Why Interaction Nets?

Interaction Nets are an abstract model of computation. Computations and data are represented as graphs and rules for how two connected nodes interact determine how the graphs evolves. With this, arbitrary computations can be represented. Studying these is like looking at Turing Machines or the Lambda Calculus, they often don't get implemented in practice but where it gets interesting is that real-world systems built on top of these largely inherit the properties of the underlying model. So let's take a look at one of the most interesting properties of Interaction Nets.

Every node in the graph can interact with another node only through a special "primary" outgoing edge. This in particular means, every node can only be part of one computational step (one interaction). There can be numerous possible interactions all over the graph, all of which are completely independent of each other and can be executed in any order and, crucially, also in parallel. Through this, Interaction Nets expose the inherent parallelism of computations. Thus began the goal of building a language that utilizes this parallelism. The first serious attempt which got some traction is HVM by Victor Taelin and his team. Through neat tricks like using atomic swaps they almost completely eliminate the synchronization overhead between cores. In addition to that, they are developing the high-level programming language Bend that gets compiled to HVM. A user can program in a conventional language and get the benefits of parallelism automatically through the compilation to Interaction Nets.

Why is a custom architecture needed?

If one manages to build a programming language that can run in parallel on all available cores, isn't that enough?
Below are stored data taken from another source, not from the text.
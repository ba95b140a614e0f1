use assert_cmd::Command;
use predicates::prelude::*;
use rstest::rstest;
use std::fs;
use std::path::PathBuf;
use tempfile::tempdir;

// Short cadences so a sub-second run exercises every check
fn write_valid_config(dir: &tempfile::TempDir) -> PathBuf {
    let toml = r#"
[sensor]
zero_samples = 16

[scale]
overweight_limit_g = 500.0
overweight_check_ms = 100
refresh_ms = 50

[timer]
period_us = 10000
"#;
    let path = dir.path().join("cfg.toml");
    fs::write(&path, toml).unwrap();
    path
}

fn last_json_line(stdout: &[u8]) -> serde_json::Value {
    let text = String::from_utf8_lossy(stdout);
    let line = text
        .lines()
        .rev()
        .find(|l| l.trim_start().starts_with('{'))
        .expect("a JSON line on stdout");
    serde_json::from_str(line).expect("valid JSON snapshot")
}

#[rstest]
#[case(&["--help"], 0, "Usage:", "stdout")]
#[case(&["self-check"], 0, "OK", "stdout")]
#[case(&["health"], 0, "healthy", "stdout")]
#[case(&["calibrate", "--known-grams", "500"], 0, "scale_factor", "stdout")]
#[case(&["calibrate"], 2, "required", "stderr")]
#[case(&["calibrate", "--known-grams", "0"], 3, "reference weight", "stderr")]
#[case(&["calibrate", "--known-grams", "5000"], 1, "saturates the converter", "stderr")]
fn cli_table_cases(
    #[case] args: &[&str],
    #[case] exit_code: i32,
    #[case] needle: &str,
    #[case] stream: &str,
) {
    let dir = tempdir().unwrap();
    let cfg = write_valid_config(&dir);

    let mut cmd = Command::cargo_bin("scale").unwrap();
    cmd.arg("--config").arg(&cfg);
    for a in args {
        cmd.arg(a);
    }

    let assert = cmd.assert().code(exit_code);
    match stream {
        "stdout" => {
            assert.stdout(predicate::str::contains(needle));
        }
        "stderr" => {
            assert.stderr(predicate::str::contains(needle));
        }
        other => panic!("unknown stream: {other}"),
    }
}

#[rstest]
fn run_measures_simulated_load() {
    let dir = tempdir().unwrap();
    let cfg = write_valid_config(&dir);

    let out = Command::cargo_bin("scale")
        .unwrap()
        .arg("--config")
        .arg(&cfg)
        .arg("--json")
        .args(["run", "--load-grams", "200", "--duration-ms", "400"])
        .write_stdin("measure\n")
        .output()
        .unwrap();
    assert!(out.status.success(), "stderr: {}", String::from_utf8_lossy(&out.stderr));

    let snap = last_json_line(&out.stdout);
    assert_eq!(snap["final"], true);
    assert_eq!(snap["measuring"], true);
    let w = snap["weight_g"].as_f64().unwrap();
    assert!((w - 200.0).abs() < 2.0, "weight {w}");
    assert_eq!(snap["alarm"], false);
}

#[rstest]
fn run_raises_overweight_alarm() {
    let dir = tempdir().unwrap();
    let cfg = write_valid_config(&dir);

    let out = Command::cargo_bin("scale")
        .unwrap()
        .arg("--config")
        .arg(&cfg)
        .arg("--json")
        .args(["run", "--load-grams", "800", "--duration-ms", "600"])
        .write_stdin("measure\n")
        .output()
        .unwrap();
    assert!(out.status.success());
    let snap = last_json_line(&out.stdout);
    assert_eq!(snap["alarm"], true);
}

#[rstest]
fn keycheck_mode_blocks_measure_when_overweight() {
    let dir = tempdir().unwrap();
    let cfg = write_valid_config(&dir);

    let out = Command::cargo_bin("scale")
        .unwrap()
        .arg("--config")
        .arg(&cfg)
        .arg("--json")
        .args([
            "run",
            "--mode",
            "keycheck",
            "--load-grams",
            "800",
            "--duration-ms",
            "300",
        ])
        .write_stdin("measure\n")
        .output()
        .unwrap();
    assert!(out.status.success());
    let snap = last_json_line(&out.stdout);
    assert_eq!(snap["measuring"], false);
    assert_eq!(snap["mode"], "keycheck");
    assert_eq!(snap["alarm"], true);
}

#[rstest]
fn quit_command_ends_run_early() {
    let dir = tempdir().unwrap();
    let cfg = write_valid_config(&dir);

    Command::cargo_bin("scale")
        .unwrap()
        .arg("--config")
        .arg(&cfg)
        .args(["run", "--duration-ms", "60000"])
        .write_stdin("quit\n")
        .timeout(std::time::Duration::from_secs(20))
        .assert()
        .success()
        .stdout(predicate::str::contains("measuring=false"));
}

#[rstest]
fn invalid_config_is_explained() {
    let dir = tempdir().unwrap();
    let path = dir.path().join("bad.toml");
    fs::write(&path, "[keys]\ntare = 1\ncalib = 1\n").unwrap();

    Command::cargo_bin("scale")
        .unwrap()
        .arg("--config")
        .arg(&path)
        .arg("health")
        .assert()
        .code(1)
        .stderr(predicate::str::contains("Configuration is invalid"));
}

#[rstest]
fn json_errors_are_structured() {
    let dir = tempdir().unwrap();
    let cfg = write_valid_config(&dir);

    let out = Command::cargo_bin("scale")
        .unwrap()
        .arg("--config")
        .arg(&cfg)
        .arg("--json")
        .args(["calibrate", "--known-grams", "0"])
        .output()
        .unwrap();
    assert_eq!(out.status.code(), Some(3));
    let err = String::from_utf8_lossy(&out.stderr);
    let line = err
        .lines()
        .rev()
        .find(|l| l.contains("\"reason\""))
        .expect("json error line");
    let v: serde_json::Value = serde_json::from_str(line).unwrap();
    assert_eq!(v["reason"], "ZeroReferenceWeight");
}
Well that's definitely an awesome feature to have, but my current intuition is that you will still need to have parallelism in the back of your mind, for example, to avoid unnecessary copies of values. With other improving approaches to parallel computation like futures, channels and coroutines, I expect them to be almost equally pleasant to work with (maybe with a slight bias towards Interaction Net-based languages). However, to get that you have to pay a quite significant performance penalty. Classical hardware is just not made to run Interaction Nets. Not just in the sense that interactions need to be emulated as they don't have hardware support but (maybe even more importantly) your CPU caches are hopelessly lost when it comes to the graph-based memory access pattern of Interaction Nets. And even if your Interaction Net potentially provides you with lots of opportunity for parallelism, in the end of the day your computations gets scheduled on the handful of cores your CPU has. One might consider running them on GPUs (like HVM has done), but unless you have very specific types of programs, you will end up with terrible warp divergence or irregular memory access patterns destroying your performance.

This is why I believe, a custom computer architecture is vital for the success of utilizing Interaction Nets. After I came to that conclusion, I imagined such an architecture and realized more and more that you don't just get hardware that is able to run Interaction Nets a lot faster, but that the theoretical properties of Interaction Nets can be further used to improve the architecture beyond classical hardware.

What other benefits does this architecture unlock?

By the parallel nature of Interaction Nets one gets the immediate benefit of being able to scale this architecture to a large number of cores. While this is rather obvious I'm almost as excited for another benefit that results from the locality of Interaction Nets. If you think of how memory is usually organized, you have one giant blob of memory that every core can randomly access and additional caches to optimize the abysmally slow access time to DRAM. You have register instructions that are local to the core but as soon as you touch even your L1 cache it's technically a global operation with all the cache coherency shenanigans that come with it. This does not need to be the case with the architecture I have in mind. Because of the linearity of terms and the locality of operations, values can simply be stored as close as possible to where they are actually used. Once a computation grows larger it can be shared with neighboring cores. This could effectively minimize data movement and not only reduce latencies but also reduce the energy usage. In most modern chips data movements accounts for the majority of energy used as computation is energetically extremely cheap in comparison.

There are even more benefits that I don't want to go into detail like no need for dependency resolution and out-of-order execution or the ability to safely prefetch all operands as all interactions are independent.

Will this hardware be able to solve real-world problems?

The naive answer to this question is "Interaction Nets are general-purpose, hardware is fast, ... profit!", but not so fast. While it is clear that a custom hardware architecture will be a lot faster at reducing Interaction Nets than classical hardware, the real question is whether actual problems can be solved faster. While I have the belief that this kind of hardware might theoretically be faster in most application areas, this will most likely not be the case in the beginning simply due to the fact that you're going against an architecture that has been extensively optimized by tens of thousands of engineers with billions of funding over several decades. The reason I think even in the beginning this hardware can have real impact is that there are some algorithms that benefit extremely from it. The type of algorithms I'm talking about have two key properties. First, they allow for parallelism, obvious enough. But secondly, their parallelism in not homogenous, otherwise you could perfectly accelerate them on GPUs. If your algorithm falls into this category, you can't really accelerate it on GPUs and your CPU does not give you the parallelism you would wish for. Examples of these are discrete optimization problems (routing optimization, resource allocation, scheduling, etc.), sparse graph algorithms and processing, large areas of simulation software (finite element methods with adaptive mesh refinement, molecular dynamics), compilers, probabilistic programming (Bayesian inference, Markov chain Monte Carlo, etc.) and probably a lot more. This is why I think this project is economically viable. You can start with small, self-contained applications which benefit the most from this type of new architecture and gradually expand the scope of applications while you optimize the architecture.

How will this hardware be programmed?

Since this is general-purpose hardware you can use a general-purpose programming language to program it. Current efforts (like Bend) basically focus mostly on functional-style programming in addition to some imperative features that can easily be turned into functional ones. I believe this is unnecessarily restrictive and all that needs to be done is the effective elimination of shared mutable state. However, how this can be done in practice I will save for another time...